Philippe Venet, his longtime companion and a former couture designer, confirmed the death, New York Times reported.
Mr. Givenchy was emblematic of a generation of gentlemanly designers who established their couture houses in postwar Paris, nurturing personal relationships with customers and creating entire collections with specific women in mind.
His very first show — a smash hit with retailers and the press when it was seen in February 1952, when he was just 24 — included the “Bettina blouse,” a tribute to his original muse, Bettina Graziani, Paris’s leading model of the day, who had joined his fledgling company as the director of public relations, saleswoman and fit model.
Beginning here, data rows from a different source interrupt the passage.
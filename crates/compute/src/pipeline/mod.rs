//! Detection pipeline stages.
//!
//! - **Stats**: build per-metric batch statistics once ([`anomaly::BatchModel`]).
//! - **Classify**: map every item through the model, optionally on rayon.
//! - **Report**: summary counts, strategy comparison, brand benchmarks.

pub mod anomaly;
pub mod benchmark;
pub mod compare;
pub mod metrics;
//! Error types and load result structures for the rule loader.

use std::path::PathBuf;

/// Errors that can occur during rule loading.
#[derive(Debug, thiserror::Error)]
pub enum RuleError {
    /// Filesystem I/O error.
    #[error("IO error: {0}")]
    Io(#[from] std::io::Error),

    /// YAML parse/deserialization error.
    #[error("YAML parse error: {0}")]
    Parse(#[from] serde_yaml::Error),

    /// Rule validation error (bad weights, misordered bands, empty id).
    #[error("Validation error: {0}")]
    Validation(String),

    /// The file is a rule document of a kind this loader does not handle.
    #[error("unsupported rule kind '{kind}'{}", suggestion_hint(.suggestion))]
    UnsupportedKind {
        kind: String,
        suggestion: Option<String>,
    },

    /// A directory was scanned but held no enabled scoring rule.
    #[error("no enabled EngagementScoring rule found in {0}")]
    NoActiveRule(PathBuf),
}

fn suggestion_hint(suggestion: &Option<String>) -> String {
    suggestion
        .as_ref()
        .map(|s| format!(" (did you mean '{}'?)", s))
        .unwrap_or_default()
}

/// Result alias for rule operations.
pub type Result<T> = std::result::Result<T, RuleError>;

/// Outcome of loading a single rule file.
#[derive(Debug)]
pub struct LoadResult {
    /// Path to the file that was loaded.
    pub path: PathBuf,
    /// Status of the load attempt.
    pub status: LoadStatus,
}

/// Status of a single file load attempt.
#[derive(Debug)]
pub enum LoadStatus {
    /// Rule was successfully loaded.
    Loaded { rule_id: String },
    /// File was skipped (dotfile, non-YAML, foreign kind).
    Skipped { reason: String },
    /// Parse or validation error occurred.
    Failed { error: String },
}
use std::io::Read;

use chrono::{DateTime, Utc};
use serde::{Deserialize, Serialize};

use crate::error::PulseError;

/// Identifier of a content item, as assigned by the ingestion layer.
pub type ItemId = String;

/// A single social-content post with its engagement counters.
///
/// Counters are optional: spreadsheets routinely leave cells empty, and the
/// crawler only fills in what it could scrape. Absent counters are excluded
/// from batch samples.
#[derive(Debug, Clone, Default, PartialEq, Serialize, Deserialize)]
#[serde(rename_all = "camelCase")]
pub struct ContentItem {
    pub id: ItemId,
    #[serde(default)]
    pub title: Option<String>,
    #[serde(default)]
    pub brand: Option<String>,
    #[serde(default)]
    pub platform: Option<String>,
    #[serde(default)]
    pub publish_time: Option<DateTime<Utc>>,

    // 7-day window
    #[serde(default)]
    pub read_count: Option<i64>,
    #[serde(default)]
    pub interaction_count: Option<i64>,
    #[serde(default)]
    pub share_count: Option<i64>,
    #[serde(default)]
    pub product_visit_count: Option<i64>,
    #[serde(default)]
    pub product_want_count: Option<i64>,

    // 14-day window (carried through, not scored)
    #[serde(default, rename = "readCount14d")]
    pub read_count_14d: Option<i64>,
    #[serde(default, rename = "interactionCount14d")]
    pub interaction_count_14d: Option<i64>,
    #[serde(default, rename = "shareCount14d")]
    pub share_count_14d: Option<i64>,
    #[serde(default, rename = "productWantCount14d")]
    pub product_want_count_14d: Option<i64>,
}

impl ContentItem {
    /// Create an item with only an id; counters start absent.
    pub fn new(id: impl Into<ItemId>) -> Self {
        Self {
            id: id.into(),
            ..Self::default()
        }
    }

    pub fn with_reads(mut self, reads: i64) -> Self {
        self.read_count = Some(reads);
        self
    }

    pub fn with_interactions(mut self, interactions: i64) -> Self {
        self.interaction_count = Some(interactions);
        self
    }

    pub fn with_shares(mut self, shares: i64) -> Self {
        self.share_count = Some(shares);
        self
    }

    pub fn with_product_visits(mut self, visits: i64) -> Self {
        self.product_visit_count = Some(visits);
        self
    }

    pub fn with_brand(mut self, brand: impl Into<String>) -> Self {
        self.brand = Some(brand.into());
        self
    }

    /// Read-count if present and strictly positive.
    pub fn usable_reads(&self) -> Option<f64> {
        self.read_count.filter(|&v| v > 0).map(|v| v as f64)
    }

    /// Decode a JSON array of items.
    ///
    /// An empty array is rejected: the engine classifies items relative to
    /// their batch, and an empty batch has nothing to compare against.
    pub fn read_batch<R: Read>(reader: R) -> Result<Vec<ContentItem>, PulseError> {
        let items: Vec<ContentItem> =
            serde_json::from_reader(reader).map_err(|e| PulseError::Serialize(e.to_string()))?;
        if items.is_empty() {
            return Err(PulseError::EmptyBatch);
        }
        Ok(items)
    }
}

#[cfg(test)]
mod tests {
    use super::*;

    #[test]
    fn decodes_camel_case_fields() {
        let json = r#"[
            {"id": "a1", "brand": "Acme", "readCount": 1200, "interactionCount": 80,
             "readCount14d": 2000, "productVisitCount": 12}
        ]"#;
        let items = ContentItem::read_batch(json.as_bytes()).unwrap();
        assert_eq!(items.len(), 1);
        let item = &items[0];
        assert_eq!(item.id, "a1");
        assert_eq!(item.brand.as_deref(), Some("Acme"));
        assert_eq!(item.read_count, Some(1200));
        assert_eq!(item.read_count_14d, Some(2000));
        assert_eq!(item.product_visit_count, Some(12));
        assert_eq!(item.share_count, None);
    }

    #[test]
    fn empty_batch_is_rejected() {
        let err = ContentItem::read_batch("[]".as_bytes()).unwrap_err();
        assert!(matches!(err, PulseError::EmptyBatch));
    }

    #[test]
    fn malformed_json_is_a_serialize_error() {
        let err = ContentItem::read_batch("{not json".as_bytes()).unwrap_err();
        assert!(matches!(err, PulseError::Serialize(_)));
    }

    #[test]
    fn usable_reads_requires_positive_count() {
        assert_eq!(ContentItem::new("x").usable_reads(), None);
        assert_eq!(ContentItem::new("x").with_reads(0).usable_reads(), None);
        assert_eq!(ContentItem::new("x").with_reads(-3).usable_reads(), None);
        assert_eq!(ContentItem::new("x").with_reads(40).usable_reads(), Some(40.0));
    }
}
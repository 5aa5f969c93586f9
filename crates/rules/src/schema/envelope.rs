//! Rule envelope for lightweight first-pass deserialization.

use serde::{Deserialize, Serialize};

use super::RuleMetadata;

/// Lightweight first-pass deserializer that reads only the header fields.
///
/// Used during two-pass loading: first extract `kind` to decide whether the
/// file is a rule kind this crate understands, then deserialize the full
/// document.
#[derive(Debug, Clone, Serialize, Deserialize)]
pub struct RuleEnvelope {
    #[serde(rename = "apiVersion")]
    pub api_version: String,
    pub kind: String,
    pub metadata: RuleMetadata,
    /// Remaining fields captured as raw YAML for second-pass deserialization.
    #[serde(flatten)]
    pub rest: serde_yaml::Value,
}

impl RuleEnvelope {
    /// Two-pass: reconstruct the full YAML and deserialize into `T`.
    pub fn parse_full<T: serde::de::DeserializeOwned>(&self) -> Result<T, serde_yaml::Error> {
        let yaml = serde_yaml::to_string(self)?;
        serde_yaml::from_str(&yaml)
    }
}
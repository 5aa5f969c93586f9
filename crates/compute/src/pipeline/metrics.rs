use std::time::{Duration, Instant};

use serde::{Deserialize, Serialize};

/// Stage timings of one detection run.
#[derive(Debug, Clone, Default, PartialEq, Serialize, Deserialize)]
#[serde(rename_all = "camelCase")]
pub struct BatchTiming {
    /// Time spent building batch statistics.
    pub stats_micros: u64,
    /// Time spent classifying every item.
    pub classify_micros: u64,
    /// Classification throughput.
    pub items_per_second: f64,
}

impl BatchTiming {
    pub fn record_stats(&mut self, elapsed: Duration) {
        self.stats_micros = elapsed.as_micros() as u64;
    }

    /// Record the classification stage and derive throughput.
    pub fn record_classify(&mut self, item_count: u64, elapsed: Duration) {
        self.classify_micros = elapsed.as_micros() as u64;
        let secs = elapsed.as_secs_f64();
        if secs > 0.0 {
            self.items_per_second = item_count as f64 / secs;
        }
    }

    /// Start a scoped timer for one stage.
    pub fn timer(&self) -> StageTimer {
        StageTimer {
            start: Instant::now(),
        }
    }
}

/// A scoped timer for one pipeline stage.
pub struct StageTimer {
    start: Instant,
}

impl StageTimer {
    pub fn finish_stats(self, timing: &mut BatchTiming) {
        timing.record_stats(self.start.elapsed());
    }

    pub fn finish_classify(self, timing: &mut BatchTiming, item_count: u64) {
        timing.record_classify(item_count, self.start.elapsed());
    }
}
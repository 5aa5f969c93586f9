pub mod config;
pub mod error;
pub mod item;
pub mod metric;

pub use config::Config;
pub use error::*;
pub use item::*;
pub use metric::*;
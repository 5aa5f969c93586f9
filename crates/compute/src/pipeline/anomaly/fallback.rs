//! Absolute-threshold classification for batches too small for statistics.

use postpulse_core::ContentItem;
use postpulse_rules::scoring_config::FallbackParams;

use crate::types::{AnomalyReport, AnomalyStatus, ReportBasis};

/// Whether a batch has too few usable read counts for the statistical path.
pub fn needs_fallback(batch: &[ContentItem], params: &FallbackParams) -> bool {
    batch.iter().filter(|item| item.usable_reads().is_some()).count() < params.min_items
}

/// Classify by read-count band, nudged by interaction rate.
#[derive(Debug, Clone)]
pub struct AbsoluteThresholdClassifier {
    params: FallbackParams,
}

impl AbsoluteThresholdClassifier {
    pub fn new(params: FallbackParams) -> Self {
        Self { params }
    }

    fn read_band(&self, reads: f64) -> (f64, AnomalyStatus) {
        let p = &self.params;
        if reads > p.high_reads {
            (p.high_score, AnomalyStatus::GoodAnomaly)
        } else if reads >= p.solid_reads {
            (p.solid_score, AnomalyStatus::Normal)
        } else if reads > p.fair_reads {
            (p.middle_score, AnomalyStatus::Normal)
        } else if reads >= p.low_reads {
            (p.fair_score, AnomalyStatus::Normal)
        } else {
            (p.low_score, AnomalyStatus::BadAnomaly)
        }
    }

    pub fn classify(&self, target: &ContentItem) -> AnomalyReport {
        let p = &self.params;
        let reads = target.read_count.filter(|r| *r >= 0).unwrap_or(0) as f64;
        let (mut score, status) = self.read_band(reads);

        if reads > 0.0 {
            let interactions = target.interaction_count.filter(|i| *i >= 0).unwrap_or(0) as f64;
            let rate = interactions / reads * 100.0;
            if rate > p.rate_bonus_pct {
                score += p.rate_adjustment;
            } else if rate < p.rate_penalty_pct {
                score -= p.rate_adjustment;
            }
        }

        AnomalyReport {
            results: Vec::new(),
            overall_status: status,
            overall_score: score.clamp(0.0, 100.0),
            basis: ReportBasis::AbsoluteThreshold,
        }
    }
}
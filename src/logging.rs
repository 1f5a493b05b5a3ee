// ==========================================
// 工序执行质量追踪系统 - 日志系统初始化
// ==========================================
// 使用 tracing 和 tracing-subscriber
// 日志统一写 stderr，stdout 只输出命令结果 JSON
// ==========================================

use tracing_subscriber::{fmt, EnvFilter};

/// 日志格式环境变量（取值 `json` 时输出结构化日志）
pub const LOG_FORMAT_ENV: &str = "PROCESS_CONFORMITY_LOG_FORMAT";

fn env_filter() -> EnvFilter {
    EnvFilter::try_from_default_env().unwrap_or_else(|_| EnvFilter::new("info"))
}

fn wants_json() -> bool {
    std::env::var(LOG_FORMAT_ENV)
        .map(|v| v.trim().eq_ignore_ascii_case("json"))
        .unwrap_or(false)
}

/// 初始化日志系统
///
/// # 环境变量
/// - RUST_LOG: 日志级别过滤器（默认: info）
///   例如: RUST_LOG=debug 或 RUST_LOG=process_conformity::engine=trace
/// - PROCESS_CONFORMITY_LOG_FORMAT: `json` 输出结构化日志，其余为文本
///
/// # 示例
/// ```no_run
/// use process_conformity::logging;
/// logging::init();
/// ```
pub fn init() {
    let builder = fmt()
        .with_env_filter(env_filter())
        .with_writer(std::io::stderr)
        .with_target(true)
        .with_line_number(true);

    // 重复初始化时忽略（测试/嵌入场景）
    let _ = if wants_json() {
        builder.json().with_current_span(true).try_init()
    } else {
        builder.try_init()
    };
}

/// 初始化测试环境的日志系统
pub fn init_test() {
    let _ = fmt()
        .with_env_filter(EnvFilter::new("process_conformity=debug"))
        .with_test_writer()
        .try_init();
}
Shortly thereafter, Mr. Givenchy came to the attention of the young Ms. Hepburn, a rising star who was so charmed by his youthful designs that she insisted that he make her clothes for nearly all of her movies, and help mold her sylphlike image in the process.
In 1961, Ms. Hepburn and Mr. Givenchy created one of the most indelible cinematic fashion moments of the 20th century in “Breakfast at Tiffany’s”: when her character, Holly Golightly, approaches the titular Fifth Avenue jeweler wearing oversize sunglasses, four strands of sparkling pearls, long evening gloves and a black Givenchy dress — a slender, shoulder-baring column — that looks startlingly out of place for the early morning hour.